I began my first blog when I was 16. Over time, the internet began to skew in favour of images, and I started a webcomic. Then social media ate up the internet, and blogs died (or went dormant?) and everything became about virality. So I chased virality. After a period of great disillusionment and fatigue, I found my way to art.
Read about my path as an accidental artist.
Or, listen to me talk about it on the ABC Science Friction podcast.
There was a war inside my head between words and images. I loved both but … why write when I could draw? Or, why draw if I could write? It seemed like there was room for only one or the other. Or, could I dare hope for their coexistence?
This newsletter began as a space to nurture coexistence. To experiment this radical idea, unsupported on the wider internet, in front of a (hopefully) growing audience. Without you here, I do not know how long it would have lasted.
Thank you, again.
Below are some of my favourite posts, not because they performed the best, but because I leaned on your support to give myself time and space. It took a lot of time to unlearn the toxic ideas of social media posting. To relearn that words should have value, and images should be made to look at for longer than half a second.
🤳🏼 “It locks us in a race that nobody wants to run, but nobody wants to lose either…” - A year after my IG account suddenly exploded, I think about how social media works (and for whom).
🖼️ “The purpose of AI generation is not to make art.

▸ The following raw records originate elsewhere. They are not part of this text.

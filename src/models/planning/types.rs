use serde::{Deserialize, Serialize};

use super::status::PlanningStatus;

#[derive(Debug, Clone, Serialize, sqlx::FromRow)]
pub struct GeneralInfo {
    pub id: i64,
    #[serde(rename = "nama_balai")]
    pub org_unit_name: String,
    #[serde(rename = "nama_paket")]
    pub package_name: String,
    #[serde(rename = "kode_rup")]
    pub rup_code: String,
    #[serde(rename = "jabatan_ppk")]
    pub ppk_title: Option<String>,
    #[serde(rename = "nama_ppk")]
    pub ppk_name: Option<String>,
    #[serde(rename = "tipologi")]
    pub typology: String,
    #[serde(rename = "jenis_informasi")]
    pub info_type: String,
}

#[derive(Debug, Clone, Deserialize)]
pub struct GeneralInfoForm {
    /// Present when editing an existing package.
    #[serde(default, alias = "id_informasi_umum")]
    pub id: Option<i64>,
    #[serde(alias = "nama_balai")]
    pub org_unit_name: String,
    #[serde(alias = "nama_paket")]
    pub package_name: String,
    #[serde(default, alias = "kode_rup")]
    pub rup_code: String,
    #[serde(default, alias = "jabatan_ppk")]
    pub ppk_title: Option<String>,
    #[serde(default, alias = "nama_ppk")]
    pub ppk_name: Option<String>,
    #[serde(default, alias = "tipologi")]
    pub typology: String,
    #[serde(default = "default_info_type", alias = "tipe_informasi_umum")]
    pub info_type: String,
}

fn default_info_type() -> String {
    "manual".to_string()
}

#[derive(Debug, Clone, Serialize)]
pub struct PlanningRecord {
    pub id: i64,
    pub general_info_id: i64,
    pub technical_team_id: Option<i64>,
    pub status: PlanningStatus,
}

#[derive(Debug, Clone, Serialize)]
pub struct SavedGeneralInfo {
    pub general_info: GeneralInfo,
    pub planning_id: i64,
}

#[derive(Debug, Clone, Serialize)]
pub struct PlanningListItem {
    pub planning_id: i64,
    pub general_info_id: i64,
    #[serde(rename = "nama_paket")]
    pub package_name: String,
    #[serde(rename = "nama_balai")]
    pub org_unit_name: String,
    #[serde(rename = "kode_rup")]
    pub rup_code: String,
    pub status: PlanningStatus,
}

#[derive(Debug, Clone, Deserialize)]
pub struct StatusChange {
    pub id: i64,
    pub status: PlanningStatus,
}
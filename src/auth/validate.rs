/// Validate a required text field with a max length.
pub fn validate_required(value: &str, field_name: &str, max_len: usize) -> Option<String> {
    let trimmed = value.trim();
    if trimmed.is_empty() {
        return Some(format!("{field_name} is required"));
    }
    if trimmed.chars().count() > max_len {
        return Some(format!("{field_name} must be at most {max_len} characters"));
    }
    None
}

/// Validate an optional text field with a max length (empty is OK).
pub fn validate_optional(value: &str, field_name: &str, max_len: usize) -> Option<String> {
    let trimmed = value.trim();
    if !trimmed.is_empty() && trimmed.chars().count() > max_len {
        return Some(format!("{field_name} must be at most {max_len} characters"));
    }
    None
}

#[cfg(test)]
mod tests {
    use super::*;

    #[test]
    fn required_rejects_blank_and_long() {
        assert!(validate_required("  ", "Nama paket", 10).is_some());
        assert!(validate_required("abcdefghijk", "Nama paket", 10).is_some());
        assert!(validate_required("Paket A", "Nama paket", 10).is_none());
    }

    #[test]
    fn optional_allows_empty() {
        assert!(validate_optional("", "Catatan", 5).is_none());
        assert!(validate_optional("123456", "Catatan", 5).is_some());
    }
}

It is to make content… Content is the junk food of the internet.” - Watching the Studio Ghibli filter take over the internet, I considered the nature of AI and the undeclared War on Human Creativity.
📕 “When I started a sketchbook habit, I did not even know how to draw. I was chasing a curiosity and hoping to learn.” - The lessons from my sketchbook habit are not all about becoming an artist, they help me be a better human too.
📺 “One of the perks of a large social media following is that even when you do a little thing, like leave little drawings in little libraries, a lot of people can find out about it.” - My project to leave little drawings inside little free libraries this December put me on the evening news.
🤖 “What is the point of making art if an AI can reproduce it within seconds and at zero cost? What happens to human artists when corporations and movie studios switch to Artificial Intelligence outputs?” - Confronting the threat of AI in Art, I refer to a book written in 1936 for good ideas about making art in a time of great change.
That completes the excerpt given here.